The top curve is a sine and the bottom a cosine. Note that this might look upside down, since the y axis increases from top to bottom here.
Recall from math class that when a point on a unit circle (centered at the origin, with radius 1) is at a particular angle, its x coordinate is the cosine of that angle, while its y coordinate is the sine of that angle. You can see that in the above sketch, viewing the top curve as the y coordinate and the bottom curve as the x coordinate of the ball moving around the circle.
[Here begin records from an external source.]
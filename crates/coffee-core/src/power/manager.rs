use crate::{
    CoreResult,
    power::{ProcessHandle, ProcessLauncher},
};

use tracing::{debug, info, instrument};

/// Toggles sleep prevention by owning the inhibitor child process.
///
/// The active flag is the presence of the child handle: a handle is stored
/// if and only if prevention is on, so the two cannot drift apart.
///
/// # Thread Safety
///
/// PowerManager is NOT thread-safe. It is designed to live on the UI main
/// thread, where the event loop already serializes every trigger.
pub struct PowerManager<L: ProcessLauncher> {
    launcher: L,
    child: Option<L::Handle>,
}

impl<L: ProcessLauncher> PowerManager<L> {
    /// Create an inactive manager around the given launcher.
    pub fn new(launcher: L) -> Self {
        Self {
            launcher,
            child: None,
        }
    }

    /// Whether an inhibitor process is currently alive.
    pub fn is_active(&self) -> bool {
        self.child.is_some()
    }

    /// Start preventing sleep.
    ///
    /// No-op when already active; [`toggle`](Self::toggle) is the only
    /// transition entry point in the app, so the guard never fires there.
    ///
    /// # Errors
    ///
    /// Propagates the launch error untouched. No handle is stored and the
    /// state stays off; the caller may simply try again.
    #[instrument(skip(self))]
    pub fn activate(&mut self) -> CoreResult<()> {
        if self.child.is_some() {
            debug!("Sleep prevention already active");
            return Ok(());
        }

        let handle = self.launcher.launch()?;
        self.child = Some(handle);

        info!("Sleep prevention enabled");

        Ok(())
    }

    /// Stop preventing sleep.
    ///
    /// Idempotent: deactivating with no live child is a no-op. Termination
    /// is fire-and-forget; the child's exit is never awaited or verified.
    #[instrument(skip(self))]
    pub fn deactivate(&mut self) {
        if let Some(mut handle) = self.child.take() {
            handle.terminate();
            info!("Sleep prevention disabled");
        }
    }

    /// Flip the state and return the new active flag.
    ///
    /// # Errors
    ///
    /// Fails only when activation fails; deactivation is infallible.
    #[instrument(skip(self))]
    pub fn toggle(&mut self) -> CoreResult<bool> {
        if self.is_active() {
            self.deactivate();
        } else {
            self.activate()?;
        }

        Ok(self.is_active())
    }

    /// Pre-exit hook: make sure no inhibitor outlives the application.
    ///
    /// Equivalent to [`deactivate`](Self::deactivate) regardless of state.
    pub fn shutdown(&mut self) {
        debug!("Shutting down sleep prevention");
        self.deactivate();
    }
}

impl<L: ProcessLauncher> Drop for PowerManager<L> {
    fn drop(&mut self) {
        self.deactivate();
    }
}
Processing provides the sin() and cos() functions to compute sines and cosines. They expect their parameters to be in radians (where 2π is 360 degrees); we can convert from degrees to radians with the radians() function. Since π is at the heart of radians, and you might not have it memorized, Processing provides PI (180 degrees), TWO_PI (360 degrees), and HALF_PI (90 degrees).
This makes it easy to generate circular behavior. The state is the angle, and we use sine and cosine to compute the coordinates. The coordinates are centered at (0, 0), and the radius of the circle is 1. Thus we multiply the sine and cosine by the desired radius to make the circle bigger (10 in the following example), and we add in values for where we want the center to be (mouse position in the example).
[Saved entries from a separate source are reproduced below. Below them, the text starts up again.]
//! Status bar icon with state-based updates.
//!
//! Manages the menu bar item with two icon variants (outline cup when
//! inactive, filled cup while caffeinate runs) and a context menu with
//! Toggle Caffeinate and Quit entries.

use crate::{AppError, AppResult, TrayIconState};

use std::panic::Location;

use error_location::ErrorLocation;
use tracing::{info, instrument};
use tray_icon::menu::{Menu, MenuId, MenuItem, PredefinedMenuItem};
use tray_icon::{Icon, TrayIcon, TrayIconBuilder};

/// Status bar icon manager.
pub struct TrayManager {
    tray_icon: TrayIcon,
    toggle_item_id: MenuId,
    quit_item_id: MenuId,
}

impl TrayManager {
    /// Create the status bar item in the inactive state.
    #[track_caller]
    #[instrument]
    pub fn new() -> AppResult<Self> {
        let menu = Menu::new();

        let toggle_item = MenuItem::new("Toggle Caffeinate", true, None);
        let quit_item = MenuItem::new("Quit", true, None);

        let toggle_id = toggle_item.id().clone();
        let quit_id = quit_item.id().clone();

        menu.append(&toggle_item).map_err(|e| AppError::TrayError {
            reason: format!("Failed to add toggle menu entry: {}", e),
            location: ErrorLocation::from(Location::caller()),
        })?;

        menu.append(&PredefinedMenuItem::separator())
            .map_err(|e| AppError::TrayError {
                reason: format!("Failed to add menu separator: {}", e),
                location: ErrorLocation::from(Location::caller()),
            })?;

        menu.append(&quit_item).map_err(|e| AppError::TrayError {
            reason: format!("Failed to add quit menu entry: {}", e),
            location: ErrorLocation::from(Location::caller()),
        })?;

        let icon = Self::load_icon(TrayIconState::Inactive)?;

        // Left click is the toggle action; the menu opens on right click.
        let tray_icon = TrayIconBuilder::new()
            .with_tooltip("Coffee - Caffeinate off")
            .with_menu(Box::new(menu))
            .with_show_menu_on_left_click(false)
            .with_icon(icon)
            .build()
            .map_err(|e| AppError::TrayError {
                reason: format!("Failed to create tray icon: {}", e),
                location: ErrorLocation::from(Location::caller()),
            })?;

        info!("Status bar icon initialized");

        Ok(Self {
            tray_icon,
            toggle_item_id: toggle_id,
            quit_item_id: quit_id,
        })
    }

    /// Swap icon and tooltip to reflect a new state.
    #[track_caller]
    #[instrument(skip(self))]
    pub fn update_state(&mut self, state: TrayIconState) -> AppResult<()> {
        let (icon, tooltip) = match state {
            TrayIconState::Inactive => (Self::load_icon(state)?, "Coffee - Caffeinate off"),
            TrayIconState::Active => (Self::load_icon(state)?, "Coffee - Caffeinate on"),
        };

        self.tray_icon
            .set_icon(Some(icon))
            .map_err(|e| AppError::TrayError {
                reason: format!("Failed to update icon: {}", e),
                location: ErrorLocation::from(Location::caller()),
            })?;

        self.tray_icon
            .set_tooltip(Some(tooltip))
            .map_err(|e| AppError::TrayError {
                reason: format!("Failed to update tooltip: {}", e),
                location: ErrorLocation::from(Location::caller()),
            })?;

        Ok(())
    }

    /// Load an icon from compile-time embedded PNG bytes.
    ///
    /// Icons are embedded via include_bytes! so they work regardless of
    /// install location - no filesystem paths resolved at runtime.
    #[track_caller]
    pub(crate) fn load_icon(state: TrayIconState) -> AppResult<Icon> {
        let png_bytes: &[u8] = match state {
            TrayIconState::Inactive => include_bytes!("../resources/icons/inactive.png"),
            TrayIconState::Active => include_bytes!("../resources/icons/active.png"),
        };

        let img = image::load_from_memory(png_bytes).map_err(|e| AppError::TrayError {
            reason: format!("Failed to decode embedded icon: {}", e),
            location: ErrorLocation::from(Location::caller()),
        })?;

        let rgba = img.into_rgba8();
        let (width, height) = (rgba.width(), rgba.height());

        Icon::from_rgba(rgba.into_raw(), width, height).map_err(|e| AppError::TrayError {
            reason: format!("Failed to create icon from RGBA: {}", e),
            location: ErrorLocation::from(Location::caller()),
        })
    }

    /// Get the toggle menu item ID.
    pub fn toggle_item_id(&self) -> &MenuId {
        &self.toggle_item_id
    }

    /// Get the quit menu item ID.
    pub fn quit_item_id(&self) -> &MenuId {
        &self.quit_item_id
    }
}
var angle = 0; function setup() { createCanvas(300,300); background(0); smooth(); noStroke(); } function draw() { fill(0,10); rect(0,0,width,height); fill(255); ellipse(mouseX+10*cos(angle), mouseY+10*sin(angle), 10,10); angle += radians(5); // 5 degree increments }
Doing a fade-away here gives a very interesting effect; give it a try.
We can also make the radius vary. If the radius gets incrementally bigger, we'll have a spiral. The following sketch spirals away from the mouse press.
var x,y; // center of circle var angle=0, radius=0; // spiral around center function setup() { createCanvas(300,300); background(0); smooth(); noStroke(); } function draw() { fill(0,10); rect(0,0,width,height); fill(255); ellipse(x+radius*cos(angle), y+radius*sin(angle), 10,10); angle += radians(5); // 5 degree increments radius += 0.2; } function mousePressed() { x = mouseX; y = mouseY; angle = 0; radius = 0; }
Since the value of a sine/cosine oscillates between -1 and 1, we can use it to make objects move back and forth or up and down. As discussed above, we multiply by some number to make it oscillate between plus/minus that number, and we add in another number to make it oscilate by a given amount around that number. The following sketch is a simplified version of the Processing example Basics | Math | SineCosine.
// Simplified from Processing example Basics | Math | SineCosine var angle=0, da=0.1; var rectSize = 200; var offset = 25; function setup() { createCanvas(300, 300); strokeWeight(2); smooth(); rectMode(CENTER); } function draw() { background(255); fill(64); rect(width/2, height/2, rectSize, rectSize); fill(255); ellipse(width/2 + rectSize/2*cos(angle), height/2-rectSize/2-offset, 32, 32); ellipse(width/2 + rectSize/2*cos(-angle), height/2+rectSize/2+offset, 32, 32); fill(153); ellipse(width/2+rectSize/2+offset, height/2 + rectSize/2*sin(angle), 32, 32); ellipse(width/2-rectSize/2-offset, height/2 + rectSize/2*sin(-angle), 32, 32); angle += da; }
We can similarly use the value to control other things we want to oscillate, such as size or color. For example, for size to vary between 0 and 20, we'd want to scale the sine by 10 (so it goes -10 to +10) and then add 10 to it. Give it a try.